Entre as imaginações: da lembrança à fuga em “O que não tem espaço está em todo lugar”
wellison silva
Isto é uma crítica. Pretende ser uma crítica cinematográfica. Mas, sobretudo, um exercício de imaginação negro-travesti-radical. E para fazer isso, escaparemos de armadilhas, criando fraturas, pois o desejo é apresentar a abolição. O que não tem espaço está em todo lugar, (2020), de Jota Mombaça, mantém-se longe ou permite distanciar-se da demanda objetiva de linguagem e inaugura outras formas de conceber imagem e som, em um movimento que permite o surgimento de palavras de intitulação como: filme-arte, filme-ensaio, filme-performance, mas antes de tudo, filme. E é nesse sentido que concentra-se o esgotar da imagem e a sonoridade do porvir como cenários de percursos da lembrança e da fuga.
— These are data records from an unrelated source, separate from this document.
#![forbid(unsafe_code)]

pub mod primary;
pub mod secondary;

#[cfg(any(test, feature = "test-utils"))]
pub mod test_utils;
pub mod datapath_port;
pub mod metrics_port;
pub mod rule_reconciler_port;
pub mod upstream_resolver_port;
use std::net::{IpAddr, Ipv4Addr, Ipv6Addr};

use super::entity::{DnsAnswer, DnsRcode, ParsedDnsResponse};
use super::error::DnsError;

// ── Constants ───────────────────────────────────────────────────────

/// DNS header is always 12 bytes.
pub(crate) const DNS_HEADER_LEN: usize = 12;
/// Maximum label length per RFC 1035.
const MAX_LABEL_LEN: usize = 63;
/// Maximum domain name length per RFC 1035.
const MAX_NAME_LEN: usize = 253;
/// Maximum pointer hops to prevent infinite loops.
const MAX_POINTER_HOPS: usize = 10;
/// Maximum question entries we'll parse per message.
const MAX_QUESTIONS: u16 = 10;
/// Maximum answer records we'll parse per response.
const MAX_ANSWERS: u16 = 64;

// ── Public API ──────────────────────────────────────────────────────

/// Parse a raw DNS response message.
///
/// The first question name becomes the response FQDN (lowercased, no
/// trailing dot). Only A and AAAA answers are collected; other record
/// types are skipped. Messages without a question section are rejected.
pub fn parse_response(payload: &[u8]) -> Result<ParsedDnsResponse, DnsError> {
    parse_with_mode(payload, ParseMode::Strict)
}

/// Parse a DNS response whose answer section may be cut short.
///
/// Used for the first segment of a TCP response whose length field
/// announces more bytes than were captured. The header and question
/// section must still parse; answer records are collected until the
/// payload runs out, and the partial tail is discarded silently.
pub fn parse_response_partially(payload: &[u8]) -> Result<ParsedDnsResponse, DnsError> {
    parse_with_mode(payload, ParseMode::Partial)
}

#[derive(Clone, Copy, PartialEq, Eq)]
enum ParseMode {
    Strict,
    Partial,
}

fn parse_with_mode(payload: &[u8], mode: ParseMode) -> Result<ParsedDnsResponse, DnsError> {
    if payload.len() < DNS_HEADER_LEN {
        return Err(DnsError::Truncated {
            need: DNS_HEADER_LEN,
            got: payload.len(),
        });
    }

    let transaction_id = u16::from_be_bytes([payload[0], payload[1]]);
    let flags = u16::from_be_bytes([payload[2], payload[3]]);
    let rcode = DnsRcode::from_wire((flags & 0x000F) as u8);
    let qdcount = u16::from_be_bytes([payload[4], payload[5]]);
    let ancount = u16::from_be_bytes([payload[6], payload[7]]);

    if qdcount == 0 {
        return Err(DnsError::Malformed("no question section".to_string()));
    }
    if qdcount > MAX_QUESTIONS {
        return Err(DnsError::TooManyRecords {
            count: qdcount,
            max: MAX_QUESTIONS,
        });
    }
    if mode == ParseMode::Strict && ancount > MAX_ANSWERS {
        return Err(DnsError::TooManyRecords {
            count: ancount,
            max: MAX_ANSWERS,
        });
    }

    // Question section. Only the first name is kept; the rest is walked
    // to find where the answer section starts.
    let mut offset = DNS_HEADER_LEN;
    let mut fqdn = String::new();
    for i in 0..qdcount {
        let (name, after_name) = parse_name(payload, offset)?;
        // qtype (2) + qclass (2)
        offset = checked_advance(payload, after_name, 4)?;
        if i == 0 {
            fqdn = name;
        }
    }

    let mut answers = Vec::new();
    for _ in 0..ancount.min(MAX_ANSWERS) {
        match parse_answer(payload, offset) {
            Ok((answer, next_offset)) => {
                offset = next_offset;
                if let Some(answer) = answer {
                    answers.push(answer);
                }
            }
            Err(err) => {
                if mode == ParseMode::Strict {
                    return Err(err);
                }
                // Partial mode: the record straddles the captured bytes.
                break;
            }
        }
    }

    Ok(ParsedDnsResponse {
        transaction_id,
        rcode,
        fqdn,
        answers,
    })
}

// ── Answer parsing ──────────────────────────────────────────────────

/// Parse one resource record. Returns the extracted address answer
/// (None for record types that carry no address) and the offset of the
/// next record.
fn parse_answer(payload: &[u8], offset: usize) -> Result<(Option<DnsAnswer>, usize), DnsError> {
    let (_, offset) = parse_name(payload, offset)?;

    // type (2) + class (2) + ttl (4) + rdlength (2)
    if offset + 10 > payload.len() {
        return Err(DnsError::Truncated {
            need: offset + 10,
            got: payload.len(),
        });
    }
    let rtype = u16::from_be_bytes([payload[offset], payload[offset + 1]]);
    let ttl_secs = u32::from_be_bytes([
        payload[offset + 4],
        payload[offset + 5],
        payload[offset + 6],
        payload[offset + 7],
    ]);
    let rdlength = u16::from_be_bytes([payload[offset + 8], payload[offset + 9]]) as usize;
    let rdata = offset + 10;
    let next_offset = checked_advance(payload, rdata, rdlength)?;

    let ip = match (rtype, rdlength) {
        (1, 4) => {
            let mut octets = [0u8; 4];
            octets.copy_from_slice(&payload[rdata..rdata + 4]);
            Some(IpAddr::V4(Ipv4Addr::from(octets)))
        }
        (28, 16) => {
            let mut octets = [0u8; 16];
            octets.copy_from_slice(&payload[rdata..rdata + 16]);
            Some(IpAddr::V6(Ipv6Addr::from(octets)))
        }
        // CNAME, TXT, OPT, and anything else carries no enforceable address.
        _ => None,
    };

    Ok((ip.map(|ip| DnsAnswer { ip, ttl_secs }), next_offset))
}

fn checked_advance(payload: &[u8], offset: usize, len: usize) -> Result<usize, DnsError> {
    let end = offset
        .checked_add(len)
        .ok_or_else(|| DnsError::Malformed("record length overflow".to_string()))?;
    if end > payload.len() {
        return Err(DnsError::Truncated {
            need: end,
            got: payload.len(),
        });
    }
    Ok(end)
}

// ── DNS name decompression (RFC 1035 section 4.1.4) ─────────────────

/// Parse a domain name starting at `start_offset`, following label
/// compression pointers. Returns the lowercased dotted name and the
/// offset just past the name in the wire data.
fn parse_name(payload: &[u8], start_offset: usize) -> Result<(String, usize), DnsError> {
    let mut labels: Vec<String> = Vec::new();
    let mut total_len: usize = 0;
    let mut offset = start_offset;
    let mut pointer_hops = 0;
    // Advances only while we have not followed a pointer yet.
    let mut wire_end: Option<usize> = None;

    loop {
        if offset >= payload.len() {
            return Err(DnsError::Truncated {
                need: offset + 1,
                got: payload.len(),
            });
        }

        let label_byte = payload[offset];

        // Null label terminates the name.
        if label_byte == 0 {
            if wire_end.is_none() {
                wire_end = Some(offset + 1);
            }
            break;
        }

        // Compression pointer: top two bits set.
        if label_byte & 0xC0 == 0xC0 {
            if offset + 1 >= payload.len() {
                return Err(DnsError::Truncated {
                    need: offset + 2,
                    got: payload.len(),
                });
            }
            let pointer = ((label_byte as usize & 0x3F) << 8) | payload[offset + 1] as usize;
            if wire_end.is_none() {
                wire_end = Some(offset + 2);
            }
            pointer_hops += 1;
            if pointer_hops > MAX_POINTER_HOPS {
                return Err(DnsError::CompressionLoop);
            }
            if pointer >= payload.len() {
                return Err(DnsError::Malformed(format!(
                    "compression pointer {pointer} beyond message length {}",
                    payload.len()
                )));
            }
            offset = pointer;
            continue;
        }

        let label_len = label_byte as usize;
        if label_len > MAX_LABEL_LEN {
            return Err(DnsError::LabelTooLong { length: label_len });
        }
        if offset + 1 + label_len > payload.len() {
            return Err(DnsError::Truncated {
                need: offset + 1 + label_len,
                got: payload.len(),
            });
        }

        // DNS names are case-insensitive; normalize to lowercase.
        let label: String = payload[offset + 1..offset + 1 + label_len]
            .iter()
            .map(|&b| (b as char).to_ascii_lowercase())
            .collect();

        total_len += label_len;
        if !labels.is_empty() {
            total_len += 1;
        }
        if total_len > MAX_NAME_LEN {
            return Err(DnsError::NameTooLong { length: total_len });
        }

        labels.push(label);
        offset += 1 + label_len;
    }

    let end = wire_end.unwrap_or(offset + 1);
    Ok((labels.join("."), end))
}

// ── Tests ───────────────────────────────────────────────────────────
/// A suspected DNS response paused by the datapath, pending a
/// release-or-drop verdict from the interception pipeline.
#[derive(Debug, Clone)]
pub struct PausedDnsPacket {
    /// Opaque datapath handle used to resume this exact packet.
    pub cookie: u64,
    /// Raw L2 frame bytes as captured by the interception flow.
    pub frame: Vec<u8>,
}

/// The DNS message bytes carried by an intercepted packet, after the
/// transport framing has been stripped.
#[derive(Debug, Clone, PartialEq, Eq)]
pub enum DnsTransportPayload {
    Udp {
        message: Vec<u8>,
    },
    /// DNS-over-TCP: a two-byte length prefix precedes the message.
    /// `declared_len` larger than `message.len()` means the capture holds
    /// only the first segment of the response.
    Tcp {
        message: Vec<u8>,
        declared_len: usize,
    },
}
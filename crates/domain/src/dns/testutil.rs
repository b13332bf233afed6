//! Wire-format builders for DNS messages, shared by tests across crates.

/// Build a DNS response header with the given counts.
pub fn response_header(id: u16, rcode: u8, qdcount: u16, ancount: u16) -> Vec<u8> {
    let mut buf = Vec::with_capacity(12);
    buf.extend_from_slice(&id.to_be_bytes());
    let flags: u16 = (1 << 15) | u16::from(rcode & 0x0F);
    buf.extend_from_slice(&flags.to_be_bytes());
    buf.extend_from_slice(&qdcount.to_be_bytes());
    buf.extend_from_slice(&ancount.to_be_bytes());
    buf.extend_from_slice(&0u16.to_be_bytes()); // nscount
    buf.extend_from_slice(&0u16.to_be_bytes()); // arcount
    buf
}

/// Encode a domain name as DNS wire-format labels.
pub fn encode_name(domain: &str) -> Vec<u8> {
    let mut buf = Vec::new();
    for label in domain.split('.') {
        buf.push(label.len() as u8);
        buf.extend_from_slice(label.as_bytes());
    }
    buf.push(0);
    buf
}

/// Build a question section entry (name + qtype + qclass IN).
pub fn question(domain: &str, qtype: u16) -> Vec<u8> {
    let mut buf = encode_name(domain);
    buf.extend_from_slice(&qtype.to_be_bytes());
    buf.extend_from_slice(&1u16.to_be_bytes());
    buf
}

fn record(name: &[u8], rtype: u16, ttl: u32, rdata: &[u8]) -> Vec<u8> {
    let mut buf = Vec::new();
    buf.extend_from_slice(name);
    buf.extend_from_slice(&rtype.to_be_bytes());
    buf.extend_from_slice(&1u16.to_be_bytes()); // class IN
    buf.extend_from_slice(&ttl.to_be_bytes());
    buf.extend_from_slice(&(rdata.len() as u16).to_be_bytes());
    buf.extend_from_slice(rdata);
    buf
}

/// Build an A resource record.
pub fn a_record(name: &[u8], ttl: u32, ip: [u8; 4]) -> Vec<u8> {
    record(name, 1, ttl, &ip)
}

/// Build an AAAA resource record.
pub fn aaaa_record(name: &[u8], ttl: u32, ip: [u8; 16]) -> Vec<u8> {
    record(name, 28, ttl, &ip)
}

/// Build a CNAME resource record.
pub fn cname_record(name: &[u8], ttl: u32, target: &[u8]) -> Vec<u8> {
    record(name, 5, ttl, target)
}

/// Build a complete response for one name with the given A answers.
pub fn a_response(id: u16, fqdn: &str, ttl: u32, ips: &[[u8; 4]]) -> Vec<u8> {
    let name = encode_name(fqdn);
    let mut msg = response_header(id, 0, 1, ips.len() as u16);
    msg.extend(question(fqdn, 1));
    for ip in ips {
        msg.extend(a_record(&name, ttl, *ip));
    }
    msg
}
A imaginação aqui concedida move a potência imaginativa radical que nos leva e tira para dentro e fora do filme. Mombaça nos faz lembrar. Enquanto ela está sentada dentro de um quarto, nos locomovemos atentas às memórias daquelas que por uma política de morte tombaram. Ela nos lembra de como nossas memórias deslizam e caem em um poço onde esquecemos que os modos de morrer não estão postos, e sim demarcados. Esse gesto de lembrar daquelas tombadas exaure a imaginação do im/possível, produzida pela colonialidade, tendo o lembrar como memória e vislumbre do amanhã que soa, apesar das violências — ocupação de lugares e espaços como demonstração da presença viva.
Presente em fragmentos, múltiplos quadros e diferentes movimentos, a imagem da Jota Mombaça, como corpo ocupante, tensiona esgotamentos da imagem, projetando o lugar da fuga como um lugar de onipresença. Estar em todos lugares é o que provoca a montagem de Darwin Marinho, justapondo e acentuando imagens-fragmentos que o olhar do espectador não consegue fixar; implica em reduzir as imagens da realizadora em pequenos (e múltiplos) quadros, criando na intimidade e no deboche a maneira como as contradições se acentuam, uma vez que produz materialmente (visivelmente) o “está em todo lugar” pela composição visual; provando também a maneira como operamos numa espacialidade que limita os corpos e a forma como nos organizamos socialmente. Essas tensões nos levam a pensar nas imagens-prints do Instagram da realizadora, que nos convoca a observar os percursos e os lugares de imagens que se destinam às redes sociais, colocadas perante a tela de um outro formato audiovisual.
A presença do som também caminha na direção de uma criação que altera o espaço e suas funções. No desenho do som, Slim Soledad constrói o que Jota Mombaça desenvolve em suas produções intelectuais, tendo a escrita do fim como um lugar de imaginações de novos lugares e mundos. O choro apresenta-se como ato de iniciar e findar a memória. A imagem dentro do avião com o som da serra elétrica parece nos dizer sobre a destruição como possibilidade de trânsito (mudança) e o silêncio nas imagens das cidades como esse lugar inativo ou findado/acabado. O mundo que nos foi tomado precisa acabar e, nesse caminho apocalíptico, as zonas sensoriais-sonoras alteram e representam parte dessa construção de fim. O choro, a serra elétrica, o silêncio, dentre outras performances sonoras, findam e inauguram um acontecimento guiado por frames e registros, que não se esgotam nos limites visíveis (tela) das experiências da presença (viva).